● **TASK PROMPT**
A complete answer includes every line below with the word "Display".

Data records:
use crate::token::TokenType;
use std::fmt;
use std::fmt::Formatter;

// Rendering invariant: the Display output of any node re-parses to an
// equivalent tree.

#[derive(Debug, Clone, PartialEq)]
pub struct Program {
    pub statements: Vec<Statement>,
}

#[derive(Debug, Clone, PartialEq)]
pub enum Statement {
    Let { name: String, value: Expression },
    Return { value: Expression },
    Expression(Expression),
}

// Bodies of `if` arms and function literals. Blocks never appear in
// statement position.
#[derive(Debug, Clone, PartialEq)]
pub struct Block {
    pub statements: Vec<Statement>,
}

#[derive(Debug, Clone, PartialEq)]
pub enum Expression {
    Identifier(String),
    Integer(i64),
    Boolean(bool),
    String(String),
    Array(Vec<Expression>),
    Prefix {
        operator: TokenType,
        right: Box<Expression>,
    },
    Infix {
        operator: TokenType,
        left: Box<Expression>,
        right: Box<Expression>,
    },
    If {
        condition: Box<Expression>,
        consequence: Block,
        alternative: Option<Block>,
    },
    Function {
        parameters: Vec<String>,
        body: Block,
    },
    Call {
        function: Box<Expression>,
        arguments: Vec<Expression>,
    },
    Index {
        left: Box<Expression>,
        index: Box<Expression>,
    },
}

pub(crate) fn comma_separated<T: fmt::Display>(f: &mut Formatter<'_>, items: &[T]) -> fmt::Result {
    for (i, item) in items.iter().enumerate() {
        if i > 0 {
            write!(f, ", ")?;
        }
        write!(f, "{}", item)?;
    }
    Ok(())
}

impl fmt::Display for Program {
    fn fmt(&self, f: &mut Formatter<'_>) -> fmt::Result {
        for (i, statement) in self.statements.iter().enumerate() {
            if i > 0 {
                write!(f, " ")?;
            }
            write!(f, "{}", statement)?;
        }
        Ok(())
    }
}

impl fmt::Display for Statement {
    fn fmt(&self, f: &mut Formatter<'_>) -> fmt::Result {
        match self {
            Statement::Let { name, value } => write!(f, "let {} = {};", name, value),
            Statement::Return { value } => write!(f, "return {};", value),
            Statement::Expression(expression) => write!(f, "{}", expression),
        }
    }
}

impl fmt::Display for Block {
    fn fmt(&self, f: &mut Formatter<'_>) -> fmt::Result {
        write!(f, "{{")?;
        for statement in &self.statements {
            write!(f, " {}", statement)?;
        }
        write!(f, " }}")
    }
}

impl fmt::Display for Expression {
    fn fmt(&self, f: &mut Formatter<'_>) -> fmt::Result {
        match self {
            Expression::Identifier(name) => write!(f, "{}", name),
            Expression::Integer(value) => write!(f, "{}", value),
            Expression::Boolean(value) => write!(f, "{}", value),
            Expression::String(value) => write!(f, "\"{}\"", value),
            Expression::Array(elements) => {
                write!(f, "[")?;
                comma_separated(f, elements)?;
                write!(f, "]")
            }
            Expression::Prefix { operator, right } => write!(f, "({}{})", operator, right),
            Expression::Infix {
                operator,
                left,
                right,
            } => write!(f, "({} {} {})", left, operator, right),
            Expression::If {
                condition,
                consequence,
                alternative,
            } => {
                write!(f, "if ({}) {}", condition, consequence)?;
                match alternative {
                    Some(block) => write!(f, " else {}", block),
                    None => Ok(()),
                }
            }
            Expression::Function { parameters, body } => {
                write!(f, "fn(")?;
                comma_separated(f, parameters)?;
                write!(f, ") {}", body)
            }
            Expression::Call {
                function,
                arguments,
            } => {
                write!(f, "{}(", function)?;
                comma_separated(f, arguments)?;
                write!(f, ")")
            }
            Expression::Index { left, index } => write!(f, "({}[{}])", left, index),
        }
    }
}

● **RESPONSE**
// Rendering invariant: the Display output of any node re-parses to an
pub(crate) fn comma_separated<T: fmt::Display>(f: &mut Formatter<'_>, items: &[T]) -> fmt::Result {
impl fmt::Display for Program {
impl fmt::Display for Statement {
impl fmt::Display for Block {
impl fmt::Display for Expression {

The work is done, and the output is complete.